In the profile catalog, I enabled the 8GB, 10GB, 20GB, and 40GB profiles, just like in the Silo Capacity Visualizer example. When you click on a profile, it changes color and becomes available in the ‘VM Request Sequence’ section.

profile catalog panel with 8GB, 10GB, 20GB, 40GB toggled on


Building the Workload Sequence

The workload sequence is a list of VM requests that the simulation processes in order. You can fill this sequence in three ways: manually, randomly, or by using a Monte Carlo simulation.

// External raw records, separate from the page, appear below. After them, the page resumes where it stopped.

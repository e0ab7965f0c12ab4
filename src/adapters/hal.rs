//! embedded-hal adapter. Bridges real peripherals to the domain port traits.
//!
//! Owns the GPIO pins, the window servo PWM channel and the two probe
//! drivers, exposing them through [`SensorPort`] and [`ActuatorPort`]. This
//! is the only module in the crate that touches hardware traits.
//!
//! Actuator writes have no error channel in the domain, so a failed write
//! is logged and dropped.

use embedded_hal::digital::{InputPin, OutputPin, PinState};
use embedded_hal::pwm::SetDutyCycle;
use log::error;

use crate::app::ports::{ActuatorPort, SensorPort};
use crate::error::SensorError;
use crate::pins;
use crate::sensors::{Co2Probe, TemperatureProbe};

/// The GPIO side of the board, one field per wired pin.
pub struct RoomPins<I, O, S> {
    /// Presence sensor input at [`pins::INFRARED_PIN`].
    pub presence: I,
    /// Photoresistor input at [`pins::PHOTO_PIN`].
    pub photo: I,
    /// Light relay output at [`pins::LED_PIN`].
    pub light: O,
    /// Fan relay output at [`pins::FAN_PIN`].
    pub fan: O,
    /// Window servo PWM channel.
    pub servo: S,
}

/// Concrete adapter that combines all hardware behind port traits.
///
/// The indoor and outdoor thermometers may be different driver types (or two
/// different closures).
pub struct HalAdapter<I, O, S, TI, TO, C> {
    pins: RoomPins<I, O, S>,
    indoor: TI,
    outdoor: TO,
    co2: C,
}

impl<I, O, S, TI, TO, C> HalAdapter<I, O, S, TI, TO, C> {
    pub fn new(pins: RoomPins<I, O, S>, indoor: TI, outdoor: TO, co2: C) -> Self {
        Self {
            pins,
            indoor,
            outdoor,
            co2,
        }
    }

    /// Hand the peripherals back (e.g. to put the board to sleep).
    pub fn release(self) -> (RoomPins<I, O, S>, TI, TO, C) {
        (self.pins, self.indoor, self.outdoor, self.co2)
    }
}

// ── SensorPort implementation ─────────────────────────────────

impl<I, O, S, TI, TO, C> SensorPort for HalAdapter<I, O, S, TI, TO, C>
where
    I: InputPin,
    TI: TemperatureProbe,
    TO: TemperatureProbe,
    C: Co2Probe,
{
    fn read_digital(&mut self, pin: u8) -> Result<bool, SensorError> {
        let input = match pin {
            pins::INFRARED_PIN => &mut self.pins.presence,
            pins::PHOTO_PIN => &mut self.pins.photo,
            other => return Err(SensorError::UnknownPin(other)),
        };
        input.is_high().map_err(|_| SensorError::GpioReadFailed)
    }

    fn indoor_temperature(&mut self) -> Result<f32, SensorError> {
        self.indoor.read_celsius()
    }

    fn outdoor_temperature(&mut self) -> Result<f32, SensorError> {
        self.outdoor.read_celsius()
    }

    fn co2_ppm(&mut self) -> Result<u16, SensorError> {
        self.co2.read_ppm()
    }
}

// ── ActuatorPort implementation ───────────────────────────────

impl<I, O, S, TI, TO, C> ActuatorPort for HalAdapter<I, O, S, TI, TO, C>
where
    O: OutputPin,
    S: SetDutyCycle,
{
    fn write_digital(&mut self, pin: u8, high: bool) {
        let output = match pin {
            pins::LED_PIN => &mut self.pins.light,
            pins::FAN_PIN => &mut self.pins.fan,
            other => {
                error!("write to unmapped pin {} dropped", other);
                return;
            }
        };
        if let Err(e) = output.set_state(PinState::from(high)) {
            error!("GPIO write to pin {} failed: {:?}", pin, e);
        }
    }

    fn set_servo_angle(&mut self, angle: u8) {
        if let Err(e) = self.pins.servo.set_duty_cycle_percent(angle) {
            error!("servo duty {}% failed: {:?}", angle, e);
        }
    }
}
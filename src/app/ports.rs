//! Port traits — the hexagonal boundary between domain logic and the outside world.
//!
//! ```text
//!   Adapter ──▶ Port trait ──▶ RoomController (domain)
//! ```
//!
//! Driven adapters (sensors, actuators, event sinks) implement these traits.
//! The [`RoomController`](super::controller::RoomController) owns one value
//! implementing both hardware ports, injected at construction, so the domain
//! core never touches hardware directly.

use crate::error::SensorError;

use super::events::RoomEvent;

// ───────────────────────────────────────────────────────────────
// Sensor port (driven adapter: hardware → domain)
// ───────────────────────────────────────────────────────────────

/// Read-side port: the domain calls this to obtain sensor data.
///
/// Every method may fail with a [`SensorError`]; the domain propagates it
/// untouched.
pub trait SensorPort {
    /// Read a digital input (presence sensor, photoresistor) by pin number.
    fn read_digital(&mut self, pin: u8) -> Result<bool, SensorError>;

    /// One indoor temperature sample in Celsius.
    fn indoor_temperature(&mut self) -> Result<f32, SensorError>;

    /// One outdoor temperature sample in Celsius.
    fn outdoor_temperature(&mut self) -> Result<f32, SensorError>;

    /// One CO2 concentration sample in ppm.
    fn co2_ppm(&mut self) -> Result<u16, SensorError>;
}

// ───────────────────────────────────────────────────────────────
// Actuator port (driven adapter: domain → hardware)
// ───────────────────────────────────────────────────────────────

/// Write-side port: the domain calls this to command actuators.
pub trait ActuatorPort {
    /// Drive a digital output (light relay, fan relay) high or low.
    fn write_digital(&mut self, pin: u8, high: bool);

    /// Move the window servo to the given position.
    fn set_servo_angle(&mut self, angle: u8);
}

// ───────────────────────────────────────────────────────────────
// Event sink port (driven adapter: domain → logging / telemetry)
// ───────────────────────────────────────────────────────────────

/// The service emits structured [`RoomEvent`]s through this port.
/// Adapters decide where they go.
pub trait EventSink {
    fn emit(&mut self, event: &RoomEvent);
}
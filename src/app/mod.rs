//! Application core — pure domain logic, zero I/O.
//!
//! The decision rules for the room live here: the [`controller`] owns the
//! actuator state, the [`service`] runs one cycle per tick. All interaction
//! with hardware happens through **port traits** defined in [`ports`],
//! keeping this layer fully testable without real peripherals.

pub mod controller;
pub mod events;
pub mod ports;
pub mod service;
//! SmartRoom controller library.
//!
//! Rule-based control of a room's light, window and ventilation fan from
//! presence, light, temperature and CO2 sensors. The decision core lives in
//! [`app`]; hardware is reached only through the port traits in
//! [`app::ports`], so everything runs on the host under test.

#![deny(unused_must_use)]

pub mod adapters;
pub mod app;
pub mod config;
pub mod control;
pub mod error;
pub mod pins;
pub mod sensors;
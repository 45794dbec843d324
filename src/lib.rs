// src/lib.rs
//! Control core for a two-channel serial electrical stimulator.
//!
//! `drivers` holds the wire protocol: the opcode table, the two-byte parameter
//! encoder, transports, the per-channel controller and the dual-channel
//! coordinator. `engine` and `types` adapt it to an operator front end.
pub mod config;
pub mod drivers;
pub mod engine;
pub mod types;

In manual mode, you click on profiles to add them to the queue. The undo button removes the last step, and clear deletes all VMs from the queue. Below the ‘VM Request Sequence’ header, you’ll see how many VMs you’ve selected and the total capacity needed for the queue.

screenshot manual

The random option fills the queue close to the cluster’s total capacity. You can keep pressing random until you find a sequence you like. The Randomizer suggests a startup sequence of VMs that could fit the total GPU memory. It follows placement-ID rules and can include requests that can’t be placed, just like in real self-service portals where the order is unpredictable.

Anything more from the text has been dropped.